Read through the entries below and return each line with the word "NotConnected".

= Beginning of Section =

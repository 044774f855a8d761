use alloy_primitives::Address;
use ps_api_types::{AdopterTable, AdoptionStatus, ChainId, PetId, TransactionReceipt, short_address};
use ps_chain_adoption::AdoptionContract;
use ps_chain_client::{self as client, Eip1193Provider, ProviderError};
use std::cell::RefCell;
use std::collections::HashSet;
use std::rc::Rc;
use tracing::{debug, error, info, warn};

use crate::catalog::{self, render_catalog};
use crate::config::DappConfig;
use crate::error::{AdoptError, ConnectError};
use crate::view::{
    ADOPT_LABEL, ADOPTED_LABEL, AdoptionView, CONNECT_LABEL, CONNECTED_LABEL, JUST_ADOPTED_LABEL,
    PROCESSING_LABEL,
};

const MISSING_PROVIDER_MESSAGE: &str =
    "MetaMask or a compatible Ethereum wallet is required to use this decentralized application!";

#[derive(Debug, Clone, Copy, PartialEq, Eq)]
pub struct WalletSession {
    pub account: Address,
    pub chain_id: ChainId,
}

/// Tells the user once that no wallet was found and disables connecting.
pub fn report_missing_provider<V: AdoptionView + ?Sized>(view: &V) {
    warn!("no injected wallet provider detected");
    view.alert(MISSING_PROVIDER_MESSAGE);
    view.set_connect_button(CONNECT_LABEL, false);
}

/// Drives the page from wallet and contract state.
///
/// State lives in `RefCell`s; no borrow is held across an `.await`, so
/// provider notifications may interleave with in-flight requests.
pub struct AdoptionController<P, V> {
    provider: P,
    view: V,
    config: DappConfig,
    session: RefCell<Option<WalletSession>>,
    contract: RefCell<Option<Rc<AdoptionContract<P>>>>,
    adopters: RefCell<AdopterTable>,
    /// Pets whose adoption transaction has been sent but not yet settled.
    pending: RefCell<HashSet<PetId>>,
}

impl<P, V> AdoptionController<P, V>
where
    P: Eip1193Provider + Clone,
    V: AdoptionView,
{
    pub fn new(provider: P, view: V, config: DappConfig) -> Self {
        Self {
            provider,
            view,
            config,
            session: RefCell::new(None),
            contract: RefCell::new(None),
            adopters: RefCell::new(AdopterTable::default()),
            pending: RefCell::new(HashSet::new()),
        }
    }

    pub fn session(&self) -> Option<WalletSession> {
        *self.session.borrow()
    }

    pub fn is_connected(&self) -> bool {
        self.session.borrow().is_some()
    }

    pub fn has_contract(&self) -> bool {
        self.contract.borrow().is_some()
    }

    pub fn adopters(&self) -> AdopterTable {
        self.adopters.borrow().clone()
    }

    pub fn render_catalog(&self) {
        render_catalog(&self.view);
        self.reconcile();
    }

    /// Runs the connect flow, reporting any failure to the user. The connect
    /// button stays disabled until the flow settles.
    pub async fn connect_wallet(&self) -> Result<WalletSession, ConnectError> {
        self.view.set_connect_button(CONNECT_LABEL, false);
        match self.try_connect().await {
            Ok(session) => Ok(session),
            Err(err) => {
                self.view.set_connect_button(CONNECT_LABEL, true);
                match &err {
                    ConnectError::Cancelled | ConnectError::SwitchDeclined => {
                        info!(%err, "wallet connection abandoned")
                    }
                    _ => error!(%err, "wallet connection failed"),
                }
                self.view
                    .alert(&err.user_message(&self.config.network.chain_name));
                Err(err)
            }
        }
    }

    async fn try_connect(&self) -> Result<WalletSession, ConnectError> {
        let accounts = client::request_accounts(&self.provider)
            .await
            .map_err(|err| {
                if err.is_user_rejection() {
                    ConnectError::Cancelled
                } else {
                    ConnectError::Provider(err)
                }
            })?;
        let account = accounts.first().copied().ok_or(ConnectError::NoAccounts)?;

        let network = &self.config.network;
        // An unreadable chain id is treated as being on the wrong network.
        let current = match client::chain_id(&self.provider).await {
            Ok(chain_id) => Some(chain_id),
            Err(err) => {
                warn!(%err, "could not read the wallet network");
                None
            }
        };
        if current != Some(network.chain_id) {
            info!(current = ?current, target = %network.chain_id, "wallet is on another network");
            let prompt = format!(
                "The dApp is configured for the {}. \
                 Click OK to prompt an automatic switch in your wallet.",
                network.chain_name
            );
            if !self.view.confirm(&prompt) {
                return Err(ConnectError::SwitchDeclined);
            }
            self.ensure_network()
                .await
                .map_err(ConnectError::SwitchFailed)?;
            self.provider.wait(self.config.network_settle_ms).await;
        }
        let chain_id = network.chain_id;

        let contract = AdoptionContract::new(
            self.provider.clone(),
            self.config.contract_address,
            self.config.receipt_polling(),
        );
        *self.contract.borrow_mut() = Some(Rc::new(contract));
        let session = WalletSession { account, chain_id };
        *self.session.borrow_mut() = Some(session);

        self.show_session(&session);
        self.view.set_connect_button(CONNECTED_LABEL, false);
        info!(%account, %chain_id, "wallet connected");

        self.refresh_statuses().await;
        Ok(session)
    }

    /// Switches the wallet to the target network, adding it first when the
    /// wallet does not know it.
    async fn ensure_network(&self) -> Result<(), ProviderError> {
        let network = &self.config.network;
        match client::switch_chain(&self.provider, &network.switch_parameter()).await {
            Ok(()) => Ok(()),
            Err(err) if err.is_unrecognized_chain() => {
                debug!("target network unknown to wallet, adding it");
                client::add_chain(&self.provider, &network.add_parameter())
                    .await
                    .inspect_err(|err| error!(%err, "failed to add network definition"))
            }
            Err(err) => {
                error!(%err, "network switch failed");
                Err(err)
            }
        }
    }

    fn show_session(&self, session: &WalletSession) {
        self.view.show_account(Some(&format!(
            "Active Wallet: {} ({})",
            short_address(&session.account.to_string()),
            self.config.network.chain_name
        )));
    }

    /// Re-reads every adoption slot and redraws the cards.
    pub async fn refresh_statuses(&self) {
        let Some(contract) = self.contract.borrow().clone() else {
            warn!("contract binding not initialized, skipping status refresh");
            return;
        };

        let fresh = match contract.get_adopters().await {
            Ok(slots) => AdopterTable::normalize(slots),
            Err(err) => {
                warn!(%err, "batch adopter read failed, falling back to per-slot reads");
                Self::read_slots(&contract).await
            }
        };

        // A chain change while reading replaces or drops the binding; the
        // result then belongs to a dead session.
        let still_current = self
            .contract
            .borrow()
            .as_ref()
            .is_some_and(|current| Rc::ptr_eq(current, &contract));
        if !still_current {
            debug!("discarding adopter read from an invalidated session");
            return;
        }

        debug!(claimed = fresh.claimed_count(), "adopter table refreshed");
        self.adopters.borrow_mut().merge(&fresh);
        self.reconcile();
    }

    async fn read_slots(contract: &AdoptionContract<P>) -> AdopterTable {
        let mut slots = Vec::with_capacity(ps_api_types::PET_COUNT);
        for pet in PetId::all() {
            let adopter = match contract.adopters(pet).await {
                Ok(adopter) => adopter,
                Err(err) => {
                    error!(%err, pet = pet.index(), "adopter slot read failed");
                    Address::ZERO
                }
            };
            slots.push(adopter);
        }
        AdopterTable::normalize(slots)
    }

    fn reconcile(&self) {
        let connected = self.is_connected();
        let table = self.adopters.borrow().clone();
        let pending = self.pending.borrow().clone();
        for (pet, status) in table.iter() {
            match status {
                AdoptionStatus::Claimed(adopter) => {
                    self.view.set_adopter_info(pet, Some(adopter));
                    self.view.set_adopt_button(pet, ADOPTED_LABEL, false);
                }
                AdoptionStatus::Unclaimed if pending.contains(&pet) => {
                    self.view.set_adopter_info(pet, None);
                    self.view.set_adopt_button(pet, PROCESSING_LABEL, false);
                }
                AdoptionStatus::Unclaimed => {
                    self.view.set_adopter_info(pet, None);
                    self.view.set_adopt_button(pet, ADOPT_LABEL, connected);
                }
            }
        }
    }

    /// Adopts the pet at `index` for the connected account.
    pub async fn submit_adoption(&self, index: usize) -> Result<TransactionReceipt, AdoptError> {
        let result = self.try_adopt(index).await;
        if let Err(err) = &result {
            self.view.alert(&err.user_message());
        }
        result
    }

    async fn try_adopt(&self, index: usize) -> Result<TransactionReceipt, AdoptError> {
        let pet = PetId::new(index)?;
        let session = self.session().ok_or(AdoptError::NotConnected)?;
        let contract = self
            .contract
            .borrow()
            .clone()
            .ok_or(AdoptError::NotConnected)?;
        if self.adopters.borrow().status(pet).is_claimed() {
            return Err(AdoptError::AlreadyAdopted(pet));
        }
        if !self.pending.borrow_mut().insert(pet) {
            return Err(AdoptError::InProgress(pet));
        }

        self.view.set_adopt_button(pet, PROCESSING_LABEL, false);
        let outcome = contract
            .adopt(pet, session.account, self.config.gas_limit)
            .await;
        self.pending.borrow_mut().remove(&pet);

        match outcome {
            Ok(receipt) => {
                let name = catalog::pet(pet).name;
                let tx_hash = receipt.transaction_hash;
                info!(pet = pet.index(), name, %tx_hash, "adoption confirmed");
                self.adopters
                    .borrow_mut()
                    .record_claim(pet, session.account);
                self.view.set_adopt_button(pet, JUST_ADOPTED_LABEL, false);
                self.view.set_adopter_info(pet, Some(session.account));
                self.view.alert(&format!(
                    "Adoption transaction confirmed! You are the new owner of {name}."
                ));
                self.refresh_statuses().await;
                Ok(receipt)
            }
            Err(err) => {
                let err = AdoptError::from(err);
                error!(%err, pet = pet.index(), category = ?err.category(), "adoption failed");
                self.view
                    .set_adopt_button(pet, ADOPT_LABEL, self.is_connected());
                Err(err)
            }
        }
    }

    /// `chainChanged`: whatever the new chain is, the session and binding
    /// belong to the old one.
    pub fn on_chain_changed(&self, chain_id: Option<ChainId>) {
        info!(chain_id = ?chain_id, "wallet network changed, session cleared");
        self.adopters.borrow_mut().clear();
        self.invalidate();
    }

    /// `accountsChanged`: an empty list means the wallet disconnected us.
    pub async fn on_accounts_changed(&self, accounts: Vec<Address>) {
        let Some(account) = accounts.first().copied() else {
            info!("wallet disconnected");
            self.invalidate();
            return;
        };

        let session = {
            let mut current = self.session.borrow_mut();
            let Some(session) = current.as_mut() else {
                debug!(%account, "account change before connecting, ignored");
                return;
            };
            session.account = account;
            *session
        };
        info!(%account, "active account changed");
        self.show_session(&session);
        self.refresh_statuses().await;
    }

    fn invalidate(&self) {
        self.session.borrow_mut().take();
        self.contract.borrow_mut().take();
        self.view.show_account(None);
        self.view.set_connect_button(CONNECT_LABEL, true);
        self.reconcile();
    }
}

= End of Section =

## PROBLEM SOLUTION
        let session = self.session().ok_or(AdoptError::NotConnected)?;
            .ok_or(AdoptError::NotConnected)?;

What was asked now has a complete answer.